A sophisticated, comprehensive educational outreach was central to NSLIJHS’s success. “The Center for Learning and Innovation (CLI), NSLIJ’s corporate university, continues to be the largest of its type, having an annual attendance of over 14,000 students,” Nelson says. “CLI has several divisions, including its Patient Safety Institute (PSI) and Operational Performance Solutions division. Employees are instructed by master black belt mentors in various process improvement methodologies, including LEAN and Six Sigma. Project outcomes are reported to senior leadership. CLI monitors its programs through student feedback and annual learning needs assessments. Educational programs are also evaluated back at the workplace to ensure the material learned in the class is used on the job. PSI features full-scale patient simulators comprised of computer-based, interactive technology, and digitally-enhanced mannequins. All simulations are video recorded and reviewed during post-scenario debriefings, creating a safe environment for enhancing clinical competency and teamwork.”

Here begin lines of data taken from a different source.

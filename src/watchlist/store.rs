//! SQLite-backed watchlist store.

use chrono::{DateTime, SecondsFormat, Utc};
use color_eyre::{eyre::eyre, Result};
use rusqlite::{params, Connection, OptionalExtension};
use std::sync::Mutex;
use tracing::debug;

use crate::db::Database;

use super::{EpisodeSet, RecordKey, Source, WatchlistRecord};

const SELECT_COLUMNS: &str = "SELECT source, anime_id, mal_id, title, image_url, total_episodes, \
   episodes_watched, added_at FROM watchlist";

/// Raw row before the source, JSON and timestamp columns are decoded.
type RecordRow = (
  String,
  u64,
  Option<u64>,
  String,
  Option<String>,
  Option<u32>,
  String,
  String,
);

/// Per-user watchlists stored in one SQLite table.
pub struct WatchlistStore {
  db: Mutex<Database>,
}

impl WatchlistStore {
  pub fn new(db: Database) -> Self {
    Self { db: Mutex::new(db) }
  }

  /// Insert or replace the whole record.
  pub fn add(&self, user: &str, record: &WatchlistRecord) -> Result<()> {
    let db = self.db.lock().map_err(|e| eyre!("Lock poisoned: {}", e))?;
    write_record(db.conn(), user, record)?;
    debug!(user, anime = %record.key(), "watchlist record saved");
    Ok(())
  }

  /// Delete a record. Removing a missing record is not an error.
  pub fn remove(&self, user: &str, key: RecordKey) -> Result<bool> {
    let db = self.db.lock().map_err(|e| eyre!("Lock poisoned: {}", e))?;
    let removed = db
      .conn()
      .execute(
        "DELETE FROM watchlist WHERE user_id = ? AND source = ? AND anime_id = ?",
        params![user, key.source.as_str(), key.id],
      )
      .map_err(|e| eyre!("Failed to remove watchlist record: {}", e))?;
    Ok(removed > 0)
  }

  pub fn get(&self, user: &str, key: RecordKey) -> Result<Option<WatchlistRecord>> {
    let db = self.db.lock().map_err(|e| eyre!("Lock poisoned: {}", e))?;
    read_record(db.conn(), user, key)
  }

  pub fn contains(&self, user: &str, key: RecordKey) -> Result<bool> {
    Ok(self.get(user, key)?.is_some())
  }

  /// All records for `user`, most recently added first.
  pub fn list(&self, user: &str) -> Result<Vec<WatchlistRecord>> {
    let db = self.db.lock().map_err(|e| eyre!("Lock poisoned: {}", e))?;
    let mut stmt = db
      .conn()
      .prepare(&format!(
        "{} WHERE user_id = ? ORDER BY added_at DESC, rowid DESC",
        SELECT_COLUMNS
      ))
      .map_err(|e| eyre!("Failed to prepare watchlist query: {}", e))?;

    let rows = stmt
      .query_map(params![user], map_row)
      .map_err(|e| eyre!("Failed to query watchlist: {}", e))?;

    let records = rows
      .map(|row| {
        row
          .map_err(|e| eyre!("Failed to read watchlist row: {}", e))
          .and_then(decode_row)
      })
      .collect::<Result<Vec<_>>>();
    records
  }

  /// Replace the watched episodes of an existing record.
  pub fn update_episodes(&self, user: &str, key: RecordKey, episodes: &EpisodeSet) -> Result<()> {
    let db = self.db.lock().map_err(|e| eyre!("Lock poisoned: {}", e))?;
    write_episodes(db.conn(), user, key, episodes)
  }

  /// Flip one episode's watched state. Returns the new state.
  pub fn toggle_episode(&self, user: &str, key: RecordKey, episode: u32) -> Result<bool> {
    let db = self.db.lock().map_err(|e| eyre!("Lock poisoned: {}", e))?;
    let mut record = read_record(db.conn(), user, key)?
      .ok_or_else(|| eyre!("Anime {} is not on the watchlist", key))?;

    let watched = record.toggle_episode(episode)?;
    write_episodes(db.conn(), user, key, &record.episodes_watched)?;
    debug!(user, anime = %key, episode, watched, "episode toggled");
    Ok(watched)
  }

  /// Mark episodes `1..=through` watched, clamped to the record's episode
  /// count. Returns the updated record.
  pub fn mark_through(&self, user: &str, key: RecordKey, through: u32) -> Result<WatchlistRecord> {
    let db = self.db.lock().map_err(|e| eyre!("Lock poisoned: {}", e))?;
    let mut record = read_record(db.conn(), user, key)?
      .ok_or_else(|| eyre!("Anime {} is not on the watchlist", key))?;

    let before = record.episodes_watched.len();
    let marked = record.mark_through(through);
    if record.episodes_watched.len() > before {
      write_episodes(db.conn(), user, key, &record.episodes_watched)?;
    }
    debug!(user, anime = %key, through, marked, "episodes marked");
    Ok(record)
  }

  /// Release the underlying database.
  pub fn close(self) -> Result<()> {
    self
      .db
      .into_inner()
      .map_err(|e| eyre!("Lock poisoned: {}", e))?
      .close()
  }
}

// ============================================================================
// Row helpers
// ============================================================================

fn write_record(conn: &Connection, user: &str, record: &WatchlistRecord) -> Result<()> {
  let episodes = serde_json::to_string(&record.episodes_watched)
    .map_err(|e| eyre!("Failed to serialize episodes: {}", e))?;
  let added_at = record.added_at.to_rfc3339_opts(SecondsFormat::Micros, true);

  conn
    .execute(
      "INSERT INTO watchlist
         (user_id, source, anime_id, mal_id, title, image_url, total_episodes, episodes_watched, added_at)
       VALUES (?, ?, ?, ?, ?, ?, ?, ?, ?)
       ON CONFLICT (user_id, source, anime_id) DO UPDATE SET
         mal_id = excluded.mal_id,
         title = excluded.title,
         image_url = excluded.image_url,
         total_episodes = excluded.total_episodes,
         episodes_watched = excluded.episodes_watched,
         added_at = excluded.added_at",
      params![
        user,
        record.source.as_str(),
        record.id,
        record.mal_id,
        record.title,
        record.image_url,
        record.total_episodes,
        episodes,
        added_at
      ],
    )
    .map_err(|e| eyre!("Failed to save watchlist record: {}", e))?;

  Ok(())
}

fn write_episodes(
  conn: &Connection,
  user: &str,
  key: RecordKey,
  episodes: &EpisodeSet,
) -> Result<()> {
  let json =
    serde_json::to_string(episodes).map_err(|e| eyre!("Failed to serialize episodes: {}", e))?;

  let updated = conn
    .execute(
      "UPDATE watchlist SET episodes_watched = ?
       WHERE user_id = ? AND source = ? AND anime_id = ?",
      params![json, user, key.source.as_str(), key.id],
    )
    .map_err(|e| eyre!("Failed to update episodes: {}", e))?;

  if updated == 0 {
    return Err(eyre!("Anime {} is not on the watchlist", key));
  }
  Ok(())
}

fn read_record(conn: &Connection, user: &str, key: RecordKey) -> Result<Option<WatchlistRecord>> {
  let row = conn
    .query_row(
      &format!(
        "{} WHERE user_id = ? AND source = ? AND anime_id = ?",
        SELECT_COLUMNS
      ),
      params![user, key.source.as_str(), key.id],
      map_row,
    )
    .optional()
    .map_err(|e| eyre!("Failed to read watchlist record: {}", e))?;

  row.map(decode_row).transpose()
}

fn map_row(row: &rusqlite::Row<'_>) -> rusqlite::Result<RecordRow> {
  Ok((
    row.get(0)?,
    row.get(1)?,
    row.get(2)?,
    row.get(3)?,
    row.get(4)?,
    row.get(5)?,
    row.get(6)?,
    row.get(7)?,
  ))
}

fn decode_row(row: RecordRow) -> Result<WatchlistRecord> {
  let (source, id, mal_id, title, image_url, total_episodes, episodes_json, added_at) = row;

  let source = Source::parse(&source)?;
  let episodes_watched: EpisodeSet = serde_json::from_str(&episodes_json)
    .map_err(|e| eyre!("Corrupt episode list for anime {}: {}", id, e))?;
  let added_at = DateTime::parse_from_rfc3339(&added_at)
    .map_err(|e| eyre!("Invalid added_at for anime {}: {}", id, e))?
    .with_timezone(&Utc);

  Ok(WatchlistRecord {
    source,
    id,
    mal_id,
    title,
    image_url,
    total_episodes,
    episodes_watched,
    added_at,
  })
}

#[cfg(test)]
mod tests {
  use super::*;
  use chrono::Duration;

  fn store() -> WatchlistStore {
    WatchlistStore::new(Database::open_in_memory().unwrap())
  }

  fn record(id: u64, title: &str) -> WatchlistRecord {
    WatchlistRecord {
      source: Source::AniList,
      id,
      mal_id: Some(id + 1000),
      title: title.to_string(),
      image_url: Some(format!("https://img/{}.jpg", id)),
      total_episodes: Some(12),
      episodes_watched: EpisodeSet::new(),
      added_at: Utc::now(),
    }
  }

  fn key(id: u64) -> RecordKey {
    RecordKey::anilist(id)
  }

  #[test]
  fn test_add_get_remove() {
    let store = store();
    let r = record(1, "Frieren");
    store.add("alice", &r).unwrap();

    let loaded = store.get("alice", key(1)).unwrap().unwrap();
    assert_eq!(loaded.title, "Frieren");
    assert_eq!(loaded.mal_id, Some(1001));
    assert_eq!(loaded.source, Source::AniList);
    assert!(store.contains("alice", key(1)).unwrap());
    assert!(!store.contains("bob", key(1)).unwrap());
    assert!(!store.contains("alice", RecordKey::mal(1)).unwrap());

    assert!(store.remove("alice", key(1)).unwrap());
    assert!(!store.remove("alice", key(1)).unwrap());
    assert!(store.get("alice", key(1)).unwrap().is_none());
  }

  #[test]
  fn test_add_replaces_whole_record() {
    let store = store();
    store.add("alice", &record(1, "Old")).unwrap();
    store.toggle_episode("alice", key(1), 3).unwrap();

    store.add("alice", &record(1, "New")).unwrap();
    let loaded = store.get("alice", key(1)).unwrap().unwrap();
    assert_eq!(loaded.title, "New");
    assert!(loaded.episodes_watched.is_empty());
  }

  #[test]
  fn test_mal_record_does_not_collide_with_anilist_id() {
    let store = store();
    store.add("alice", &record(457, "Bocchi the Rock!")).unwrap();
    store.toggle_episode("alice", key(457), 5).unwrap();

    let mut mushishi = record(457, "Mushishi");
    mushishi.source = Source::Mal;
    mushishi.mal_id = Some(457);
    store.add("alice", &mushishi).unwrap();

    let anilist = store.get("alice", key(457)).unwrap().unwrap();
    assert_eq!(anilist.title, "Bocchi the Rock!");
    assert_eq!(anilist.episodes_watched.iter().collect::<Vec<_>>(), vec![5]);

    let mal = store.get("alice", RecordKey::mal(457)).unwrap().unwrap();
    assert_eq!(mal.title, "Mushishi");
    assert!(mal.episodes_watched.is_empty());
    assert_eq!(store.list("alice").unwrap().len(), 2);

    assert!(store.remove("alice", RecordKey::mal(457)).unwrap());
    assert!(store.contains("alice", key(457)).unwrap());
  }

  #[test]
  fn test_list_newest_first() {
    let store = store();
    let mut older = record(1, "Older");
    older.added_at = Utc::now() - Duration::days(1);
    store.add("alice", &older).unwrap();
    store.add("alice", &record(2, "Newer")).unwrap();
    store.add("bob", &record(3, "Other user")).unwrap();

    let titles: Vec<String> = store
      .list("alice")
      .unwrap()
      .into_iter()
      .map(|r| r.title)
      .collect();
    assert_eq!(titles, vec!["Newer", "Older"]);
  }

  #[test]
  fn test_toggle_persists_and_restores() {
    let store = store();
    store.add("alice", &record(1, "Frieren")).unwrap();

    assert!(store.toggle_episode("alice", key(1), 4).unwrap());
    assert!(store.toggle_episode("alice", key(1), 2).unwrap());
    let loaded = store.get("alice", key(1)).unwrap().unwrap();
    assert_eq!(loaded.episodes_watched.iter().collect::<Vec<_>>(), vec![2, 4]);

    assert!(!store.toggle_episode("alice", key(1), 4).unwrap());
    let loaded = store.get("alice", key(1)).unwrap().unwrap();
    assert_eq!(loaded.episodes_watched.iter().collect::<Vec<_>>(), vec![2]);
  }

  #[test]
  fn test_toggle_missing_record_fails() {
    let store = store();
    assert!(store.toggle_episode("alice", key(99), 1).is_err());
  }

  #[test]
  fn test_toggle_past_total_fails() {
    let store = store();
    store.add("alice", &record(1, "Frieren")).unwrap();
    assert!(store.toggle_episode("alice", key(1), 13).is_err());
    assert!(store
      .get("alice", key(1))
      .unwrap()
      .unwrap()
      .episodes_watched
      .is_empty());
  }

  #[test]
  fn test_mark_through() {
    let store = store();
    store.add("alice", &record(1, "Frieren")).unwrap();
    store.toggle_episode("alice", key(1), 2).unwrap();

    let updated = store.mark_through("alice", key(1), 5).unwrap();
    assert_eq!(
      updated.episodes_watched.iter().collect::<Vec<_>>(),
      vec![1, 2, 3, 4, 5]
    );

    let loaded = store.get("alice", key(1)).unwrap().unwrap();
    assert_eq!(loaded.episodes_watched, updated.episodes_watched);
  }

  #[test]
  fn test_mark_through_clamps_to_total() {
    let store = store();
    store.add("alice", &record(1, "Frieren")).unwrap();

    let updated = store.mark_through("alice", key(1), 1000).unwrap();
    assert_eq!(updated.episodes_watched.len(), 12);
    assert_eq!(updated.progress_percent(), 100.0);

    let loaded = store.get("alice", key(1)).unwrap().unwrap();
    assert_eq!(loaded.episodes_watched.last(), Some(12));
  }

  #[test]
  fn test_update_episodes_requires_existing_record() {
    let store = store();
    let mut set = EpisodeSet::new();
    set.mark_through(2);
    assert!(store.update_episodes("alice", key(1), &set).is_err());

    store.add("alice", &record(1, "Frieren")).unwrap();
    store.update_episodes("alice", key(1), &set).unwrap();
    assert_eq!(
      store.get("alice", key(1)).unwrap().unwrap().episodes_watched,
      set
    );
  }

  #[test]
  fn test_records_survive_reopen() {
    let dir = tempfile::tempdir().unwrap();
    let path = dir.path().join("watchlist.db");

    let store = WatchlistStore::new(Database::open(&path).unwrap());
    store.add("alice", &record(7, "Mushishi")).unwrap();
    store.mark_through("alice", key(7), 3).unwrap();
    store.close().unwrap();

    let store = WatchlistStore::new(Database::open(&path).unwrap());
    let loaded = store.get("alice", key(7)).unwrap().unwrap();
    assert_eq!(loaded.episodes_watched.len(), 3);
  }
}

This level of improvement is not possible without maintaining an institutional culture that can uphold patient safety mandates, make infection prevention a priority, and achieve buy-in from all stakeholders. “The organization has a culture of both internal and external transparency and was one of the first health systems to post our infection rates on the public Web site,” Nelson emphasizes. “This also promotes accountability. System-wide initiatives to improve health outcomes and reduce unnecessary variations in care are further strengthened by the focus on internal transparency and patient safety, innovation and use of technology. For example, a new hand hygiene project involves an automatic performance feedback loop that issues alerts when staff are not in compliance. In this program, remotely monitored video cameras are used to assess and calculate compliance in hand hygiene events (using soap and water or an alcohol-based hand sanitizer). Real-time performance feedback is transmitted every 10 minutes and displayed on two separate LED boards in the unit. The unit’s nurse managers and attending physicians receive more detailed analyses via e-mail twice a day and aggregated reports weekly. The reports compare hand hygiene compliance among rooms, between physicians and other healthcare professionals, and monitor changing compliance rates on an hour-by-hour, day-of-week and shift basis. Hand hygiene rates improved by 81 percent when feedback was initiated, and a downward trend of methicillin-resistant Staphylococcus aureus (MRSA) transmission (greater than 60 percent) was confirmed. Continuous feedback plus the presence of video cameras produced and continues to produce a significant and sustained improvement in hand hygiene compliance. To ensure that members of the community (patients’ family members and other visitors) do their part, a comprehensive hand hygiene education program was rolled out at all of our sites through collaboration with staff at patient registration, admitting areas, emergency departments, and outpatient areas. Hand hygiene compliance rates are another example of data available to the general public via our Web site. The purpose of the real-time performance feedback, is not punitive for noncompliant individuals. It’s about creating enhanced awareness and constant feedback.”
Nelson continues, “The message is clear, patient safety is everyone’s responsibility. People want to do the right thing. They want to provide the best care to their patients, physicians and frontline staff at the bedside. Involving caregivers in any process that you’re looking to change, being a voice at the table helps give you the buy in and results. It cannot be a mandate from leadership, it is imperative that you engage and empower the stakeholders.”